After confirming participants’ identity, compensation method, and consent, researchers turned off their web cameras and shared a slide show in full screen. Each slide featured different prompts instructing participants on how they should interact with the voice assistant (Figure 1). Participants were instructed to activate the voice assistant by saying “Hey assistant” before making any requests, and to speak to the assistant using a natural dialogue like they would use with their own voice assistant in their everyday life. Using a “Wizard of Oz” method, the researchers manually delivered all responses from the voice assistant using the text-to-speech AI voice generator from Play.ht (pla, [n.d.]). The researchers aimed to replicate the default user experience of popular commercial products, and thus selected a voice representative of a woman speaking white American English (Moran, 2021). Participants engaged with three “warm-up” prompts to get situated with the VA (Appendix Table 3) before users were presented with eleven evaluative prompts (Table 1). The prompts were selected based on prominent VA user habits, as reported by a 2019 Adobe survey of over 1,000 users (ado, 2019) and system logs of voice assistant users’ commands (Sciuto et al., 2018). We implemented humorous VA responses in the beginning and end of each participant’s VA interaction to make participants feel more comfortable and enhance their task enjoyment in the study environment (Niculescu et al., 2013). Prior to the study, this procedure was carefully piloted to ensure that participants perceived a high degree of realism and believed they were, in fact, interacting with a functioning voice assistant.

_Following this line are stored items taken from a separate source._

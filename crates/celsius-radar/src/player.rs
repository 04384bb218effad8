//! Autoplay driver for the radar timeline.
//!
//! While the timeline is playing, a fixed-period task invokes `tick()` and
//! publishes the resulting frame timestamp on a watch channel for the tile
//! layer to consume. Pausing, reaching the live edge, or tearing the player
//! down all stop the loop before any further tick can fire.

use crate::timeline::{RadarError, RadarTimeline};
use chrono::{DateTime, Utc};
use parking_lot::Mutex;
use std::sync::Arc;
use std::time::Duration;
use tokio::sync::watch;
use tokio_util::sync::CancellationToken;

/// Autoplay period.
pub const TICK_INTERVAL: Duration = Duration::from_millis(500);

/// Owns a [`RadarTimeline`] and its autoplay task.
///
/// All cursor mutations go through the player so that every change is
/// published exactly once. Dropping the player cancels the task; no tick
/// outlives the owning view.
pub struct RadarPlayer {
    timeline: Arc<Mutex<RadarTimeline>>,
    frame_tx: watch::Sender<DateTime<Utc>>,
    shutdown: CancellationToken,
    run: Mutex<Option<CancellationToken>>,
}

impl RadarPlayer {
    pub fn new(timeline: RadarTimeline) -> Self {
        let (frame_tx, _) = watch::channel(timeline.current_timestamp());
        Self {
            timeline: Arc::new(Mutex::new(timeline)),
            frame_tx,
            shutdown: CancellationToken::new(),
            run: Mutex::new(None),
        }
    }

    /// Subscribe to frame timestamps for tile refresh.
    pub fn subscribe(&self) -> watch::Receiver<DateTime<Utc>> {
        self.frame_tx.subscribe()
    }

    pub fn cursor(&self) -> usize {
        self.timeline.lock().cursor()
    }

    pub fn frame_count(&self) -> usize {
        self.timeline.lock().len()
    }

    pub fn is_playing(&self) -> bool {
        self.timeline.lock().is_playing()
    }

    pub fn current_timestamp(&self) -> DateTime<Utc> {
        self.timeline.lock().current_timestamp()
    }

    /// Current frame as the tile request time parameter.
    pub fn time_param(&self) -> String {
        self.timeline.lock().time_param()
    }

    pub fn step_forward(&self) {
        let timestamp = {
            let mut timeline = self.timeline.lock();
            timeline.step_forward();
            timeline.current_timestamp()
        };
        self.frame_tx.send_replace(timestamp);
    }

    pub fn step_backward(&self) {
        let timestamp = {
            let mut timeline = self.timeline.lock();
            timeline.step_backward();
            timeline.current_timestamp()
        };
        self.frame_tx.send_replace(timestamp);
    }

    /// Jump to an arbitrary frame (slider input).
    pub fn scrub_to(&self, index: usize) -> Result<(), RadarError> {
        let timestamp = {
            let mut timeline = self.timeline.lock();
            timeline.scrub_to(index)?;
            timeline.current_timestamp()
        };
        self.frame_tx.send_replace(timestamp);
        Ok(())
    }

    /// Start autoplay. No-op when already playing.
    pub fn play(&self) {
        {
            let mut timeline = self.timeline.lock();
            if timeline.is_playing() {
                return;
            }
            timeline.play();
        }

        let token = self.shutdown.child_token();
        *self.run.lock() = Some(token.clone());

        let timeline = Arc::clone(&self.timeline);
        let frame_tx = self.frame_tx.clone();
        tokio::spawn(async move {
            // First tick lands one full period after play, not immediately.
            let start = tokio::time::Instant::now() + TICK_INTERVAL;
            let mut interval = tokio::time::interval_at(start, TICK_INTERVAL);

            loop {
                tokio::select! {
                    // Cancellation wins over a simultaneously ready tick, so
                    // no tick fires after pause() or teardown returns.
                    biased;
                    _ = token.cancelled() => break,
                    _ = interval.tick() => {
                        let (timestamp, playing) = {
                            let mut timeline = timeline.lock();
                            timeline.tick();
                            (timeline.current_timestamp(), timeline.is_playing())
                        };
                        frame_tx.send_replace(timestamp);
                        if !playing {
                            tracing::debug!("Autoplay reached the live edge");
                            break;
                        }
                    }
                }
            }
        });
    }

    /// Stop autoplay. No further tick fires once this returns.
    pub fn pause(&self) {
        self.timeline.lock().pause();
        if let Some(token) = self.run.lock().take() {
            token.cancel();
        }
    }

    /// Cancel the autoplay task and release the timeline.
    pub fn shutdown(&self) {
        self.timeline.lock().pause();
        self.shutdown.cancel();
    }
}

impl Drop for RadarPlayer {
    fn drop(&mut self) {
        self.shutdown.cancel();
    }
}

#[cfg(test)]
mod tests {
    #![allow(clippy::unwrap_used)]
    use super::*;
    use crate::timeline::{PlayState, FRAME_COUNT};
    use chrono::TimeZone;

    fn player_at(cursor: usize) -> RadarPlayer {
        let now = Utc.with_ymd_and_hms(2026, 8, 5, 14, 3, 27).unwrap();
        let player = RadarPlayer::new(RadarTimeline::new(now));
        player.scrub_to(cursor).unwrap();
        player
    }

    /// Let the autoplay task start, then move time one period forward.
    async fn advance_one_tick() {
        for _ in 0..4 {
            tokio::task::yield_now().await;
        }
        tokio::time::advance(TICK_INTERVAL).await;
        for _ in 0..4 {
            tokio::task::yield_now().await;
        }
    }

    #[tokio::test(start_paused = true)]
    async fn autoplay_advances_one_frame_per_period() {
        let player = player_at(0);
        player.play();

        advance_one_tick().await;
        assert_eq!(player.cursor(), 1);

        advance_one_tick().await;
        assert_eq!(player.cursor(), 2);
    }

    #[tokio::test(start_paused = true)]
    async fn autoplay_stops_at_live_edge() {
        let player = player_at(0);
        player.play();

        for _ in 0..FRAME_COUNT - 1 {
            advance_one_tick().await;
        }
        assert_eq!(player.cursor(), FRAME_COUNT - 1);
        assert!(!player.is_playing());

        // Further periods change nothing: the loop has exited.
        advance_one_tick().await;
        advance_one_tick().await;
        assert_eq!(player.cursor(), FRAME_COUNT - 1);
    }

    #[tokio::test(start_paused = true)]
    async fn no_tick_fires_after_pause() {
        let player = player_at(0);
        player.play();

        advance_one_tick().await;
        advance_one_tick().await;
        assert_eq!(player.cursor(), 2);

        player.pause();
        for _ in 0..5 {
            advance_one_tick().await;
        }
        assert_eq!(player.cursor(), 2);
        assert!(!player.is_playing());
    }

    #[tokio::test(start_paused = true)]
    async fn play_after_pause_resumes() {
        let player = player_at(0);
        player.play();
        advance_one_tick().await;
        player.pause();

        player.play();
        advance_one_tick().await;
        assert_eq!(player.cursor(), 2);
    }

    #[tokio::test(start_paused = true)]
    async fn shutdown_cancels_pending_timer() {
        let player = player_at(0);
        player.play();
        advance_one_tick().await;

        player.shutdown();
        for _ in 0..5 {
            advance_one_tick().await;
        }
        assert_eq!(player.cursor(), 1);
    }

    #[tokio::test(start_paused = true)]
    async fn subscriber_sees_frame_changes() {
        let player = player_at(0);
        let rx = player.subscribe();
        let initial = *rx.borrow();

        player.step_forward();
        let after_step = *rx.borrow();
        assert_ne!(initial, after_step);

        player.play();
        advance_one_tick().await;
        assert_ne!(after_step, *rx.borrow());
    }

    #[tokio::test(start_paused = true)]
    async fn scrub_while_playing_keeps_playing() {
        let player = player_at(0);
        player.play();
        advance_one_tick().await;

        player.scrub_to(10).unwrap();
        assert!(player.is_playing());
        advance_one_tick().await;
        assert_eq!(player.cursor(), 11);
    }

    #[tokio::test(start_paused = true)]
    async fn scrub_out_of_range_is_rejected() {
        let player = player_at(0);
        let result = player.scrub_to(FRAME_COUNT);
        assert!(matches!(result, Err(RadarError::OutOfRange { .. })));
        assert_eq!(player.cursor(), 0);
    }

    #[tokio::test(start_paused = true)]
    async fn double_play_spawns_single_run() {
        let player = player_at(0);
        player.play();
        player.play();

        advance_one_tick().await;
        // A second task would advance the cursor twice per period.
        assert_eq!(player.cursor(), 1);
        assert_eq!(player.timeline.lock().state(), PlayState::Playing);
    }
}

Based on a participants’ randomly assigned error rate condition, the audio response delivered by the voice assistant would either accurately or inaccurately address the participants’ requests. For participants in the high error rate condition, 35.7% of the voice assistant responses were inaccurate. This error rate is based on prior research on the error rates Black individuals experience with voice assistants in everyday environments (Koenecke et al., 2020). For participants in the low error rate condition, 7.1% of the responses were inaccurate. We chose to implement an error rate lower than what white Americans typically experience as we were aiming to simulate an ideal version of the software. That said, we still included one inaccuracy in the low error rate condition, as no commercial voice assistant has perfect accuracy and we wanted our product to be accepted as a realistic product. To this point, in our pilot studies, participants who interacted with a voice assistant displaying perfect accuracy were more skeptical that the voice assistant was real, echoing previous research on agentic errors (Ragni et al., 2016; Mirnig et al., 2017).

3.3. Outcome Measures

After completing their set of interactions with the voice assistant, participants completed a survey about their experience. The survey included the following validated self-report measures of their psychological responses to their experience as well as their perceptions of the technology:

3.3.1. Affective Responses

The PANAS-X (Watson et al., 1988) was used to measure participants’ state of positive and negative affect following their interaction with the voice assistant. This scale includes 60 individual items representing different positive emotions (e.g., cheerful, delighted, energetic) and negative emotions (e.g., irritable, upset, downhearted). Participants rated the extent to which they were experiencing each of these emotions using a 5-point Likert scale ranging from 1 (very slightly or not at all) to 5 (extremely).

3.3.2. Self-Consciousness

To measure participants’ level of * self-consciousness* – that is, their level of awareness of and focus on themselves – we utilized a validated scale developed by Fenigstein and colleagues (Fenigstein et al., 1975). This scale is comprised of 9 statements, which participants utilize a 7-point Likert scale (anchored with the labels Strongly Disagree and Strongly Agree) to express their agreement that the statement accurately describes how they are currently feeling. Sample items include: “Right now I am keenly aware of everything in my environment,” “Right now I am concerned about what other people think of me,” and “Right now, I am concerned about the way I present myself.”

3.3.3. Self-Esteem

The Rosenberg Self-Esteem Scale (Rosenberg, 1965; Robins et al., 2001) was used to measure individual state-level self-esteem. It contains 10 statements which participants rated using a 5-point Likert scale (Strongly Disagree to Strongly Agree). Sample items include: “I take a positive attitude toward myself,” “I wish I could have more respect for myself,” “On the whole, I am satisfied with myself,” and “I feel I do not have much to be proud of.”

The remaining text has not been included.